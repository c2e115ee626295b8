use anyhow::{Context, Result};
use clap::{Parser, Subcommand};
use std::fs::File;
use std::io::{self, BufWriter, Write};
use std::path::{Path, PathBuf};

use wootools_core::{
    status_message, UpdateEmitter, UpdateProcessor, UpdateSet, WootoolsConfig, WootoolsError,
};

#[derive(Parser)]
#[command(name = "wootools")]
#[command(about = "Write WooCommerce import files that correct product exports")]
#[command(arg_required_else_help = true)]
struct Args {
    /// Path to custom config file (YAML format)
    #[arg(short, long, global = true)]
    config: Option<String>,

    /// Log more detail to stderr (-v info, -vv debug)
    #[arg(short, long, action = clap::ArgAction::Count, global = true)]
    verbose: u8,

    #[command(subcommand)]
    command: Command,
}

#[derive(Subcommand)]
enum Command {
    /// Give every product a category and drop "Uncategorized" where others exist
    FixCategories {
        /// WooCommerce product export
        export: PathBuf,

        #[command(flatten)]
        output: OutputArgs,
    },

    /// Move regular prices onto the allowed pence endings
    RoundPrices {
        /// WooCommerce product export
        export: PathBuf,

        #[command(flatten)]
        output: OutputArgs,
    },

    /// Append the age-restriction disclaimer to knife descriptions
    AddDisclaimers {
        /// WooCommerce product export
        export: PathBuf,

        #[command(flatten)]
        output: OutputArgs,
    },

    /// Set shipping classes from Cloud Commerce package settings
    SetShippingClasses {
        /// WooCommerce product export
        #[arg(short, long)]
        woo_export: PathBuf,

        /// Cloud Commerce product export
        #[arg(short = 'i', long)]
        cc_export: PathBuf,

        #[command(flatten)]
        output: OutputArgs,
    },

    /// Print the effective configuration as YAML and exit
    ShowConfig,
}

#[derive(clap::Args)]
struct OutputArgs {
    /// Write the import CSV here instead of stdout
    #[arg(short, long)]
    output: Option<PathBuf>,
}

fn main() {
    let args = Args::parse();
    init_logging(args.verbose);

    if let Err(e) = run(args) {
        report(&e);
        std::process::exit(1);
    }
}

fn init_logging(verbose: u8) {
    let level = match verbose {
        0 => "warn",
        1 => "info",
        _ => "debug",
    };
    env_logger::Builder::from_env(env_logger::Env::default().default_filter_or(level))
        .target(env_logger::Target::Stderr)
        .init();
}

fn run(args: Args) -> Result<()> {
    let config = load_config(args.config.as_deref())?;
    let processor = UpdateProcessor::new(config);

    let (updates, output) = match &args.command {
        Command::FixCategories { export, output } => {
            check_input(export)?;
            (processor.fix_categories(export)?, output)
        }
        Command::RoundPrices { export, output } => {
            check_input(export)?;
            (processor.round_prices(export)?, output)
        }
        Command::AddDisclaimers { export, output } => {
            check_input(export)?;
            (processor.add_disclaimers(export)?, output)
        }
        Command::SetShippingClasses {
            woo_export,
            cc_export,
            output,
        } => {
            check_input(woo_export)?;
            check_input(cc_export)?;
            (processor.set_shipping_classes(woo_export, cc_export)?, output)
        }
        Command::ShowConfig => {
            print!("{}", processor.config().to_yaml()?);
            return Ok(());
        }
    };

    for (rule, elapsed) in processor.rule_timings() {
        log::info!("{rule} finished in {:.0}ms", elapsed.as_millis());
    }

    write_updates(&updates, output.output.as_deref())?;
    eprintln!("{}", status_message(&updates));
    Ok(())
}

/// An explicit `--config` must load. Otherwise the per-user config file is
/// used when present, and the built-in defaults when not.
fn load_config(path: Option<&str>) -> Result<WootoolsConfig> {
    if let Some(path) = path {
        let config = WootoolsConfig::load_from_file(path)?;
        log::info!("Loaded config from: {path}");
        return Ok(config);
    }

    let user_config = dirs::config_dir().map(|dir| dir.join("wootools").join("config.yaml"));
    match user_config {
        Some(path) if path.is_file() => {
            let path = path.to_string_lossy().into_owned();
            log::info!("Loading config from: {path}");
            Ok(WootoolsConfig::load_with_fallback(Some(path.as_str())))
        }
        _ => {
            log::info!("Using default config");
            Ok(WootoolsConfig::default())
        }
    }
}

fn check_input(path: &Path) -> Result<()> {
    if !path.exists() {
        anyhow::bail!("Input file not found: {}", path.display());
    }
    if !path.is_file() {
        anyhow::bail!("Input is not a file: {}", path.display());
    }
    Ok(())
}

fn write_updates(updates: &UpdateSet, output: Option<&Path>) -> Result<()> {
    if updates.is_empty() {
        return Ok(());
    }
    match output {
        Some(path) => {
            let file = File::create(path)
                .with_context(|| format!("failed to create output file {}", path.display()))?;
            let mut emitter = UpdateEmitter::new(BufWriter::new(file));
            emitter.emit(updates)?;
            emitter.into_inner().flush()?;
        }
        None => {
            let stdout = io::stdout();
            let mut emitter = UpdateEmitter::new(stdout.lock());
            emitter.emit(updates)?;
        }
    }
    Ok(())
}

/// Print a failed run to stderr, one line per offending record.
fn report(error: &anyhow::Error) {
    match error.downcast_ref::<WootoolsError>() {
        Some(WootoolsError::RuleFailures { rule, failures }) => {
            eprintln!("{rule} aborted, no import file written:");
            for failure in failures {
                eprintln!("{}", failure.error);
            }
        }
        _ => eprintln!("Error: {error:#}"),
    }
}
+--
◆ WORK INSTRUCTION:
Look above for the line that contains "for (rule, elapsed)". Starting there, transcribe every line exactly until you have copied the line that contains "defaults when not.".

◆ TASK SOLUTION:
    for (rule, elapsed) in processor.rule_timings() {
        log::info!("{rule} finished in {:.0}ms", elapsed.as_millis());
    }

    write_updates(&updates, output.output.as_deref())?;
    eprintln!("{}", status_message(&updates));
    Ok(())
}

/// An explicit `--config` must load. Otherwise the per-user config file is
/// used when present, and the built-in defaults when not.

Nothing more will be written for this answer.